Written by Louise Thomson
When I booked my flights to Rio there were a lot of things I didn’t have the answers to. At first I didn’t tell many people what I was doing, partly because it didn’t seem real yet. But it was also because it was difficult to justify to other people why I was leaving my full-time job for something that I couldn’t quite explain fully — to them, or even to myself.
“What will you be doing?” Not sure exactly, it’s to do with social enterprise. “What’s that?” Good question! It’s actually rather a hotly contested topic… “How can you be a consultant if you’ve never worked in that sector before?” I… well, I guess I’ll find out!
As my departure date drew nearer one of the biggest questions for me became: what are all the other consultants going to be like? I felt like the_SocialStarters Rio programme was an exact fit for me and where I was in my life — who were these other people from different parts of the world who could possibly feel the same way?
Four years out of university and I felt like it was too early to feel so cynical, closing myself off from a lot of the things that used to excite and inspire me. I had a strong emotional but abstract desire to “do something good” but I didn’t know what that looked like and how my commercial skills and experience would fit in. I wanted to experience the intense highs and lows of living abroad again and to nail Brazilian Portuguese, preferably with a Carioca accent. I couldn’t quite believe that there were eleven other people in the same position at the same time.
The answers came to me pretty soon into the _SocialStarters Bootcamp. There’s nothing quite like brainstorming, pitching, designing, debating, eating, drinking, exploring, getting lost, dancing, laughing and spending almost every waking hour together for a week to fast-track your relationship with people. Despite the huge variety in our personal and professional backgrounds, the fact that we had ended up in the same place was proof in itself that we had something in common. But what was that exactly?
I was not surprised to discover several others like me who, five years or less into jobs that we had fought hard to get and which had initially challenged and excited us, were still riding the buzz of handing in their notice without another job to go to. For a lot of us, finding the _SocialStarters Rio programme had been the tipping point that allowed us to re-evaluate that uncertainty about the future. The big flashing question mark that was once a source of unease and self-doubt was now a blank canvas of opportunity to take into our own hands, experiment with and shape into whatever we wanted it to be.
Similarly, I had expected to find people in the group with a decade or more of professional experience behind them and who had developed an expertise in more than one area — corporate finance, advertising, writing, health and wellbeing to name a few. There was a sense of jadedness too here — of being fed up with the politics, the short-sightedness, the lack of creativity of the conventional corporate environment — but also a strong sense of opportunity.
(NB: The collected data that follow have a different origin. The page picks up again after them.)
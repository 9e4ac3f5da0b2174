//! Minimal HTTP/1.1 server that answers a fixed number of requests.
//!
//! Bound to an ephemeral localhost port; records each request target so tests
//! can check what the client sent.

use std::io::{BufRead, BufReader, Write};
use std::net::TcpListener;
use std::sync::{Arc, Mutex};
use std::thread::{self, JoinHandle};
use std::time::Duration;

#[derive(Debug, Clone)]
pub struct CannedResponse {
    pub status: u16,
    pub body: String,
    /// Wait this long before answering.
    pub delay: Duration,
}

impl CannedResponse {
    pub fn ok(body: impl Into<String>) -> Self {
        Self {
            status: 200,
            body: body.into(),
            delay: Duration::ZERO,
        }
    }

    pub fn status(status: u16, body: impl Into<String>) -> Self {
        Self {
            status,
            body: body.into(),
            delay: Duration::ZERO,
        }
    }

    pub fn delayed(mut self, delay: Duration) -> Self {
        self.delay = delay;
        self
    }
}

pub struct FixtureServer {
    pub base_url: String,
    targets: Arc<Mutex<Vec<String>>>,
    handle: Option<JoinHandle<()>>,
}

impl FixtureServer {
    /// Serves `responses` in order, one per connection, then stops.
    pub fn start(responses: Vec<CannedResponse>) -> Self {
        let listener = TcpListener::bind("127.0.0.1:0").expect("bind fixture server");
        let base_url = format!("http://{}", listener.local_addr().expect("local addr"));
        let targets = Arc::new(Mutex::new(Vec::new()));
        let seen = Arc::clone(&targets);

        let handle = thread::spawn(move || {
            for canned in responses {
                let Ok((stream, _)) = listener.accept() else {
                    return;
                };
                let mut reader = BufReader::new(stream);

                let mut request_line = String::new();
                if reader.read_line(&mut request_line).is_err() {
                    continue;
                }
                let target = request_line.split_whitespace().nth(1).unwrap_or_default().to_string();
                seen.lock().unwrap().push(target);

                loop {
                    let mut header = String::new();
                    match reader.read_line(&mut header) {
                        Ok(0) => break,
                        Ok(_) if header == "\r\n" => break,
                        Ok(_) => continue,
                        Err(_) => break,
                    }
                }

                thread::sleep(canned.delay);

                let mut stream = reader.into_inner();
                let reply = format!(
                    concat!(
                        "HTTP/1.1 {} Fixture\r\n",
                        "Content-Type: application/json\r\n",
                        "Content-Length: {}\r\n",
                        "Connection: close\r\n\r\n{}"
                    ),
                    canned.status,
                    canned.body.len(),
                    canned.body
                );
                let _ = stream.write_all(reply.as_bytes());
                let _ = stream.flush();
            }
        });

        Self {
            base_url,
            targets,
            handle: Some(handle),
        }
    }

    /// Request targets (path + query) received so far.
    pub fn targets(&self) -> Vec<String> {
        self.targets.lock().unwrap().clone()
    }

    /// Waits for every canned response to have been served.
    pub fn finish(mut self) -> Vec<String> {
        if let Some(handle) = self.handle.take() {
            let _ = handle.join();
        }
        self.targets()
    }
}
//! Great-circle distance.
//!
//! Used to order trip destinations only. Costs always come from the road
//! distance reported by the routing provider.

/// Earth radius in kilometers.
const EARTH_RADIUS_KM: f64 = 6371.0;

/// Haversine distance between two (lat, lng) points in kilometers.
pub fn haversine_km(from: (f64, f64), to: (f64, f64)) -> f64 {
    let (lat1, lng1) = from;
    let (lat2, lng2) = to;

    let lat1_rad = lat1.to_radians();
    let lat2_rad = lat2.to_radians();
    let delta_lat = (lat2 - lat1).to_radians();
    let delta_lng = (lng2 - lng1).to_radians();

    let a = (delta_lat / 2.0).sin().powi(2)
        + lat1_rad.cos() * lat2_rad.cos() * (delta_lng / 2.0).sin().powi(2);
    // Rounding can push `a` just past 1.0 for antipodal points.
    let c = 2.0 * a.clamp(0.0, 1.0).sqrt().asin();

    EARTH_RADIUS_KM * c
}
//! Deterministic in-process routing provider.

use std::sync::Mutex;
use std::sync::atomic::{AtomicUsize, Ordering};
use std::thread;
use std::time::Duration;

use route_cost::haversine::haversine_km;
use route_cost::polyline::Polyline;
use route_cost::traits::{RoutingProvider, RoutingResponse, RoutingResult};

/// Road distance is modelled as 1.3x the straight line at 60 km/h.
pub const DETOUR_FACTOR: f64 = 1.3;

#[derive(Default)]
pub struct ScriptedProvider {
    failing: Vec<(f64, f64)>,
    delays: Vec<((f64, f64), u64)>,
    calls: Mutex<Vec<((f64, f64), (f64, f64))>>,
}

impl ScriptedProvider {
    pub fn new() -> Self {
        Self::default()
    }

    /// Any leg ending at `destination` fails.
    pub fn failing_at(mut self, destination: (f64, f64)) -> Self {
        self.failing.push(destination);
        self
    }

    /// Legs ending at `destination` take `millis` to answer.
    pub fn delayed_at(mut self, destination: (f64, f64), millis: u64) -> Self {
        self.delays.push((destination, millis));
        self
    }

    /// (origin, destination) of every call, in arrival order.
    pub fn calls(&self) -> Vec<((f64, f64), (f64, f64))> {
        self.calls.lock().unwrap().clone()
    }

    pub fn road_meters(origin: (f64, f64), destination: (f64, f64)) -> f64 {
        haversine_km(origin, destination) * 1000.0 * DETOUR_FACTOR
    }
}

impl RoutingProvider for ScriptedProvider {
    fn fetch_leg(&self, origin: (f64, f64), destination: (f64, f64)) -> RoutingResponse {
        self.calls.lock().unwrap().push((origin, destination));

        if let Some((_, millis)) = self.delays.iter().find(|(point, _)| *point == destination) {
            thread::sleep(Duration::from_millis(*millis));
        }

        if self.failing.contains(&destination) {
            return RoutingResponse::Failure;
        }

        let distance_m = Self::road_meters(origin, destination);
        RoutingResponse::Success(RoutingResult {
            geometry: Polyline::new(vec![origin, destination]),
            distance_m,
            duration_s: distance_m / 1000.0 * 60.0,
        })
    }
}

/// Always answers with the same route, whatever the leg.
pub struct FixedProvider {
    pub distance_m: f64,
    pub duration_s: f64,
}

impl RoutingProvider for FixedProvider {
    fn fetch_leg(&self, origin: (f64, f64), destination: (f64, f64)) -> RoutingResponse {
        RoutingResponse::Success(RoutingResult {
            geometry: Polyline::new(vec![origin, destination]),
            distance_m: self.distance_m,
            duration_s: self.duration_s,
        })
    }
}

/// Fails the test if the engine ever reaches the provider.
pub struct UnreachableProvider;

impl RoutingProvider for UnreachableProvider {
    fn fetch_leg(&self, _origin: (f64, f64), _destination: (f64, f64)) -> RoutingResponse {
        panic!("provider must not be called for a rejected run");
    }
}

/// Holds every call for a while and records the peak number in flight.
pub struct CountingProvider {
    hold: Duration,
    in_flight: AtomicUsize,
    peak: AtomicUsize,
}

impl CountingProvider {
    pub fn new(hold_millis: u64) -> Self {
        Self {
            hold: Duration::from_millis(hold_millis),
            in_flight: AtomicUsize::new(0),
            peak: AtomicUsize::new(0),
        }
    }

    pub fn peak(&self) -> usize {
        self.peak.load(Ordering::SeqCst)
    }
}

impl RoutingProvider for CountingProvider {
    fn fetch_leg(&self, origin: (f64, f64), destination: (f64, f64)) -> RoutingResponse {
        let now = self.in_flight.fetch_add(1, Ordering::SeqCst) + 1;
        self.peak.fetch_max(now, Ordering::SeqCst);
        thread::sleep(self.hold);
        self.in_flight.fetch_sub(1, Ordering::SeqCst);

        RoutingResponse::Success(RoutingResult {
            geometry: Polyline::new(vec![origin, destination]),
            distance_m: ScriptedProvider::road_meters(origin, destination),
            duration_s: 60.0,
        })
    }
}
Each of these people saw something unique in the programme that fitted neatly into their plans for where to go next — be that gaining start-up skills, learning about social business models or just having the chance to work on their own ideas and career goals in a more stimulating and collaborative environment.
So, perhaps because my own biases were shaping my expectations about the programme, I had assumed that most of the other consultants would be suffering from corporate burnout in one way or another. But I hadn’t anticipated the high proportion of recent graduates or current students in our group. Had they started to feel disillusioned with their careers before they had even begun?
Discussing this over happy hour caipirinhas, I found out that it wasn’t just push factors attracting people to the program — there were a lot of pull factors that I hadn’t given as much thought to. Graduates wanting to work in the non-profit or international development sector already had a sense that the current models were not working. Students with no background whatsoever in business were seeking new frameworks to generate innovative solutions to social challenges, and were taking a punt on social enterprise to see whether this could be it.
It’s not yet been two weeks but I’m already starting to understand what it is that unites the twelve of us. None of us came here expecting or wanting a traditional volunteering programme. In our roles as consultants we are looking for a two-way exchange with our clients — of course we want to have a tangible impact on their projects, but for ourselves as much as for them. There is a strong sense of personal development and none of us are shying away from that.
We weren’t satisfied with the career options that were on display for us back home, but we couldn’t articulate what it was that we were looking for. Whether or not we had considered ourselves to be risk-takers before we decided to come here — and I certainly had not — everyone has taken a massive leap into the unknown by coming here with no precedents, no idea what to expect and no guarantees. It is maybe this last point that is the most important. The fact that everyone has shown themselves to be genuinely open-minded, willing to let go and see what happens — that, for me, is what has made it one of the most unique and exciting experiences of my life so far.